Many machine learning systems involve making predictions, through estimating the value of a dependent variable with an a priori unknown ground truth. Verification of such predictive systems, in particular when applied in high-risk applications, is crucial. Traditional machine learning algorithms and means of validation, however, generally lack capabilities for establishing trustworthy verification; e.g., established common-use validation procedures tend to be biased, leading to error frequency on production data not corresponding with error frequency on test data; and, established common-use validation procedures tend to perform verification on a macroscopic level (per-model) rather than a microscopic level (per-prediction), leading to difficulties in the verification of individual predictions.
The conformal prediction framework offers an alternative method for constructing and evaluating predictive models that appears better suited than traditional predictive methods in applications where thorough verification is crucial. Whereas traditional predictive models output so-called point predictions—a single-valued best-guess prediction for the value of the dependent variable—conformal predictors output multi-valued prediction regions that represent a range of likely value assignments for the dependent variable, constrained by its domain. Any prediction region produced by a conformal predictor comes associated with a very specific, statistically valid, expectation: that the a priori probability of the prediction region containing the ground-truth value of the dependent variable is fixed and known. Under these conditions, model and prediction verification become straight-forward, as each prediction is guaranteed to contain the correct value of the dependent variable with a user-specified probability.

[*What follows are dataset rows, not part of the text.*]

use axum::{
    extract::{Path, Query, State},
    http::StatusCode,
    response::Json,
};
use serde::Deserialize;
use uuid::Uuid;

use crate::error::Result;
use crate::models::outcome::{OutcomeQuery, RecordOutcome};
use crate::models::CollectionOutcome;
use crate::outcomes::analytics::OutcomeAnalytics;
use crate::state::AppState;

/// Query parameters for `/api/outcomes/analytics`.
#[derive(Debug, Deserialize)]
pub struct AnalyticsQuery {
    /// Window length in days (default 30)
    pub days: Option<i64>,
}

/// Outcome recording endpoint handler.
///
/// Handles POST requests to `/api/outcomes`. A received payment also marks
/// the invoice paid.
///
/// # Returns
///
/// `201 Created` with the stored outcome.
pub async fn record_handler(
    State(state): State<AppState>,
    Json(request): Json<RecordOutcome>,
) -> Result<(StatusCode, Json<CollectionOutcome>)> {
    let outcome = state.outcomes.record_outcome(&request).await?;
    Ok((StatusCode::CREATED, Json(outcome)))
}

/// Handles GET requests to `/api/outcomes`.
pub async fn list_handler(
    State(state): State<AppState>,
    Query(query): Query<OutcomeQuery>,
) -> Result<Json<Vec<CollectionOutcome>>> {
    Ok(Json(state.outcomes.list_outcomes(&query).await?))
}

/// Outcome correction endpoint handler.
///
/// Handles PATCH requests to `/api/outcomes/:id`, replacing the recorded
/// values.
pub async fn update_handler(
    State(state): State<AppState>,
    Path(id): Path<Uuid>,
    Json(request): Json<RecordOutcome>,
) -> Result<Json<CollectionOutcome>> {
    Ok(Json(state.outcomes.update_outcome(id, &request).await?))
}

/// Analytics endpoint handler.
///
/// Handles GET requests to `/api/outcomes/analytics`, returning the summary
/// and every breakdown for the window in one payload.
pub async fn analytics_handler(
    State(state): State<AppState>,
    Query(query): Query<AnalyticsQuery>,
) -> Result<Json<OutcomeAnalytics>> {
    Ok(Json(state.outcomes.analytics(query.days).await?))
}
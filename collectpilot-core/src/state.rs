use std::sync::Arc;

use tracing::info;

use crate::accounts::AccountService;
use crate::adapters::Adapters;
use crate::config::Config;
use crate::dso::DsoCalculator;
use crate::error::Result;
use crate::outcomes::OutcomeTracker;
use crate::recommendations::{HttpScorer, RecommendationGenerator, RecommendationScorer, RulesScorer};
use crate::store::Store;
use crate::sync::Synchronizer;
use crate::workflow::ApprovalWorkflow;

/// Application state shared by every route handler.
///
/// Each component is built once from the `Config` and held behind an `Arc`.
#[derive(Clone)]
pub struct AppState {
    pub store: Arc<dyn Store>,
    pub synchronizer: Arc<Synchronizer>,
    pub accounts: Arc<AccountService>,
    pub dso: Arc<DsoCalculator>,
    pub recommendations: Arc<RecommendationGenerator>,
    pub workflow: Arc<ApprovalWorkflow>,
    pub outcomes: Arc<OutcomeTracker>,
}

impl AppState {
    pub fn new(
        store: Arc<dyn Store>,
        adapters: Adapters,
        scorer: Arc<dyn RecommendationScorer>,
        config: &Config,
    ) -> Self {
        Self {
            synchronizer: Arc::new(Synchronizer::new(store.clone(), adapters.clone(), config)),
            accounts: Arc::new(AccountService::new(store.clone())),
            dso: Arc::new(DsoCalculator::new(store.clone())),
            recommendations: Arc::new(RecommendationGenerator::new(
                store.clone(),
                scorer,
                config.external_timeout,
            )),
            workflow: Arc::new(ApprovalWorkflow::new(
                store.clone(),
                adapters,
                config.external_timeout,
            )),
            outcomes: Arc::new(OutcomeTracker::new(store.clone())),
            store,
        }
    }

    /// Builds the adapters and scorer the configuration enables.
    ///
    /// # Errors
    ///
    /// Returns a configuration error when an HTTP client cannot be created.
    pub fn from_config(store: Arc<dyn Store>, config: &Config) -> Result<Self> {
        let adapters = Adapters::from_config(config)?;
        info!("External systems configured: {:?}", adapters.configured());

        let scorer: Arc<dyn RecommendationScorer> = match &config.scoring {
            Some(scoring) => {
                info!("Using hosted scorer at {}", scoring.api_url);
                Arc::new(HttpScorer::new(scoring, config.external_timeout)?)
            }
            None => {
                info!("SCORING_API_URL not set, using rules scorer");
                Arc::new(RulesScorer::new())
            }
        };

        Ok(Self::new(store, adapters, scorer, config))
    }
}
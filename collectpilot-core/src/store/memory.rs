use std::collections::HashMap;

use async_trait::async_trait;
use chrono::{DateTime, NaiveDate, Utc};
use sqlx::types::Json;
use tokio::sync::RwLock;
use uuid::Uuid;

use crate::error::{AppError, Result};
use crate::models::approval::NewApproval;
use crate::models::customer::{CustomerFilter, UpsertCustomer};
use crate::models::invoice::{InvoiceFilter, UpsertInvoice};
use crate::models::outcome::NewOutcome;
use crate::models::recommendation::{NewRecommendation, RecommendationFilter};
use crate::models::{
    clamp_limit, Approval, CollectionOutcome, Customer, DsoMetric, Invoice, InvoiceStatus,
    OutcomeRecord, Recommendation, RecommendationStatus, Source,
};
use crate::store::Store;
use crate::sync::types::SourceSyncStatus;

#[derive(Default)]
struct Tables {
    customers: HashMap<Uuid, Customer>,
    invoices: HashMap<Uuid, Invoice>,
    recommendations: HashMap<Uuid, Recommendation>,
    approvals: HashMap<Uuid, Approval>,
    outcomes: HashMap<Uuid, CollectionOutcome>,
    dso_metrics: Vec<DsoMetric>,
    /// Execution claims by recommendation id
    execution_claims: HashMap<Uuid, DateTime<Utc>>,
}

impl Tables {
    fn mark_invoice_paid(&mut self, invoice_id: Uuid, paid_date: NaiveDate) {
        if let Some(invoice) = self.invoices.get_mut(&invoice_id) {
            invoice.status = InvoiceStatus::Paid;
            invoice.paid_date = invoice.paid_date.or(Some(paid_date));
            invoice.days_overdue = 0;
            invoice.updated_at = Utc::now();
        }
    }
}
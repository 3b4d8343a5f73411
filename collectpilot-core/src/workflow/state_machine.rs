use std::fmt;

use crate::error::{AppError, Result};
use crate::models::{ApprovalAction, RecommendationStatus};

/// Event that may move a recommendation to another status.
#[derive(Debug, Clone, Copy, PartialEq, Eq)]
pub enum WorkflowEvent {
    /// A human decision recorded as an approval
    Decide(ApprovalAction),

    /// The collection action ran against the source system
    Execute,
}

impl fmt::Display for WorkflowEvent {
    fn fmt(&self, f: &mut fmt::Formatter<'_>) -> fmt::Result {
        match self {
            WorkflowEvent::Decide(action) => write!(f, "decide({})", action),
            WorkflowEvent::Execute => write!(f, "execute"),
        }
    }
}

/// Transition rules of the recommendation lifecycle.
pub trait Transition {
    /// Next status for `event`, or a conflict when `current` does not accept it.
    fn transition(current: RecommendationStatus, event: WorkflowEvent)
        -> Result<RecommendationStatus>;

    fn initial_state() -> RecommendationStatus {
        RecommendationStatus::Pending
    }
}

/// - Pending -> Approved | Rejected | Modified (decision)
/// - Approved | Modified -> Executed (execution)
/// - Rejected and Executed accept nothing
///
/// Nothing moves on its own; there is no expiry.
pub struct RecommendationStateMachine;

impl Transition for RecommendationStateMachine {
    fn transition(
        current: RecommendationStatus,
        event: WorkflowEvent,
    ) -> Result<RecommendationStatus> {
        match (current, event) {
            (RecommendationStatus::Pending, WorkflowEvent::Decide(action)) => Ok(action.into()),
            (status, WorkflowEvent::Execute) if status.is_executable() => {
                Ok(RecommendationStatus::Executed)
            }
            (status, event) => Err(AppError::conflict(format!(
                "Cannot {} a recommendation that is {}",
                event, status
            ))),
        }
    }
}

#[cfg(test)]
mod tests {
    use super::*;

    #[test]
    fn test_pending_accepts_every_decision() {
        for action in [
            ApprovalAction::Approved,
            ApprovalAction::Rejected,
            ApprovalAction::Modified,
        ] {
            let next = RecommendationStateMachine::transition(
                RecommendationStateMachine::initial_state(),
                WorkflowEvent::Decide(action),
            )
            .unwrap();
            assert_eq!(next, RecommendationStatus::from(action));
        }
    }

    #[test]
    fn test_decided_recommendation_rejects_second_decision() {
        let result = RecommendationStateMachine::transition(
            RecommendationStatus::Approved,
            WorkflowEvent::Decide(ApprovalAction::Rejected),
        );
        assert!(matches!(result, Err(AppError::Conflict { .. })));
    }

    #[test]
    fn test_only_approved_or_modified_execute() {
        assert_eq!(
            RecommendationStateMachine::transition(
                RecommendationStatus::Modified,
                WorkflowEvent::Execute
            )
            .unwrap(),
            RecommendationStatus::Executed
        );
        for status in [
            RecommendationStatus::Pending,
            RecommendationStatus::Rejected,
            RecommendationStatus::Executed,
        ] {
            assert!(
                RecommendationStateMachine::transition(status, WorkflowEvent::Execute).is_err()
            );
        }
    }
}
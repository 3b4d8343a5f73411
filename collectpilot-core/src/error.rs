use axum::{
    http::StatusCode,
    response::{IntoResponse, Response},
    Json,
};
use serde::{Deserialize, Serialize};

pub type Result<T> = std::result::Result<T, AppError>;

/// JSON body returned for every failed request.
#[derive(Debug, Clone, Serialize, Deserialize)]
pub struct ErrorResponse {
    pub error: String,
    pub message: String,
    pub code: String,
}

/// Error taxonomy shared by every engine component.
///
/// Each variant maps to a stable error code so the presentation layer can
/// render a generic failure state without parsing messages.
#[derive(Debug, thiserror::Error)]
pub enum AppError {
    #[error("Validation error: {message}")]
    Validation { message: String },

    #[error("Invalid action: {action}")]
    InvalidAction { action: String },

    #[error("Not found: {resource}")]
    NotFound { resource: String },

    #[error("Conflict: {message}")]
    Conflict { message: String },

    #[error("External service error: {service} - {message}")]
    ExternalService { service: String, message: String },

    #[error("Timeout error: {operation}")]
    Timeout { operation: String },

    #[error("Configuration error: {message}")]
    Configuration { message: String },

    #[error("Database error: {0}")]
    Database(#[from] sqlx::Error),

    #[error("Migration error: {0}")]
    Migration(#[from] sqlx::migrate::MigrateError),

    #[error("Internal server error: {message}")]
    Internal { message: String },
}

impl AppError {
    pub fn validation(message: impl Into<String>) -> Self {
        Self::Validation {
            message: message.into(),
        }
    }

    pub fn invalid_action(action: impl Into<String>) -> Self {
        Self::InvalidAction {
            action: action.into(),
        }
    }

    pub fn not_found(resource: impl Into<String>) -> Self {
        Self::NotFound {
            resource: resource.into(),
        }
    }

    pub fn conflict(message: impl Into<String>) -> Self {
        Self::Conflict {
            message: message.into(),
        }
    }

    pub fn external_service(service: impl Into<String>, message: impl Into<String>) -> Self {
        Self::ExternalService {
            service: service.into(),
            message: message.into(),
        }
    }

    pub fn timeout(operation: impl Into<String>) -> Self {
        Self::Timeout {
            operation: operation.into(),
        }
    }

    pub fn configuration(message: impl Into<String>) -> Self {
        Self::Configuration {
            message: message.into(),
        }
    }

    pub fn internal(message: impl Into<String>) -> Self {
        Self::Internal {
            message: message.into(),
        }
    }

    /// True for failures caused by an adapter or the scoring capability.
    pub fn is_external(&self) -> bool {
        matches!(self, AppError::ExternalService { .. } | AppError::Timeout { .. })
    }

    pub fn status_code(&self) -> StatusCode {
        match self {
            AppError::Validation { .. } => StatusCode::BAD_REQUEST,
            AppError::InvalidAction { .. } => StatusCode::BAD_REQUEST,
            AppError::NotFound { .. } => StatusCode::NOT_FOUND,
            AppError::Conflict { .. } => StatusCode::CONFLICT,
            AppError::ExternalService { .. } => StatusCode::BAD_GATEWAY,
            AppError::Timeout { .. } => StatusCode::GATEWAY_TIMEOUT,
            AppError::Configuration { .. } => StatusCode::INTERNAL_SERVER_ERROR,
            AppError::Database(_) => StatusCode::INTERNAL_SERVER_ERROR,
            AppError::Migration(_) => StatusCode::INTERNAL_SERVER_ERROR,
            AppError::Internal { .. } => StatusCode::INTERNAL_SERVER_ERROR,
        }
    }

    pub fn error_code(&self) -> &'static str {
        match self {
            AppError::Validation { .. } => "VALIDATION_ERROR",
            AppError::InvalidAction { .. } => "INVALID_ACTION",
            AppError::NotFound { .. } => "NOT_FOUND",
            AppError::Conflict { .. } => "CONFLICT",
            AppError::ExternalService { .. } => "EXTERNAL_SERVICE_ERROR",
            AppError::Timeout { .. } => "TIMEOUT",
            AppError::Configuration { .. } => "CONFIG_ERROR",
            AppError::Database(_) => "DATABASE_ERROR",
            AppError::Migration(_) => "MIGRATION_ERROR",
            AppError::Internal { .. } => "INTERNAL_ERROR",
        }
    }
}

impl IntoResponse for AppError {
    fn into_response(self) -> Response {
        let status = self.status_code();
        let body = ErrorResponse {
            error: self.error_code().to_string(),
            message: self.to_string(),
            code: status.as_u16().to_string(),
        };

        if status.is_server_error() {
            tracing::error!("API Error: {} - {}", self.error_code(), self);
        } else {
            tracing::warn!("API Error: {} - {}", self.error_code(), self);
        }

        (status, Json(body)).into_response()
    }
}

#[cfg(test)]
mod tests {
    use super::*;

    #[test]
    fn test_status_codes_follow_taxonomy() {
        assert_eq!(AppError::validation("x").status_code(), StatusCode::BAD_REQUEST);
        assert_eq!(AppError::invalid_action("x").status_code(), StatusCode::BAD_REQUEST);
        assert_eq!(AppError::not_found("x").status_code(), StatusCode::NOT_FOUND);
        assert_eq!(AppError::conflict("x").status_code(), StatusCode::CONFLICT);
        assert_eq!(
            AppError::external_service("crm", "down").status_code(),
            StatusCode::BAD_GATEWAY
        );
    }

    #[test]
    fn test_external_classification() {
        assert!(AppError::timeout("crm list_accounts").is_external());
        assert!(AppError::external_service("erp", "500").is_external());
        assert!(!AppError::not_found("invoice").is_external());
    }
}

Conformal predictors are able to produce predictions on this form without any knowledge of the shape or parameterization of the data generating distribution (unlike, e.g., Bayesian methods); the only requirement is that the observed data sequence is exchangeable (a looser requirement than the typical i.i.d. assumption). In addition, the conformal prediction framework is model agnostic, in the sense that it can be applied on top of an arbitrary machine learning algorithm (e.g., classification or regression algorithm) and transform the point predictions of the underlying algorithm into prediction regions that exhibit the expected statistical guarantees.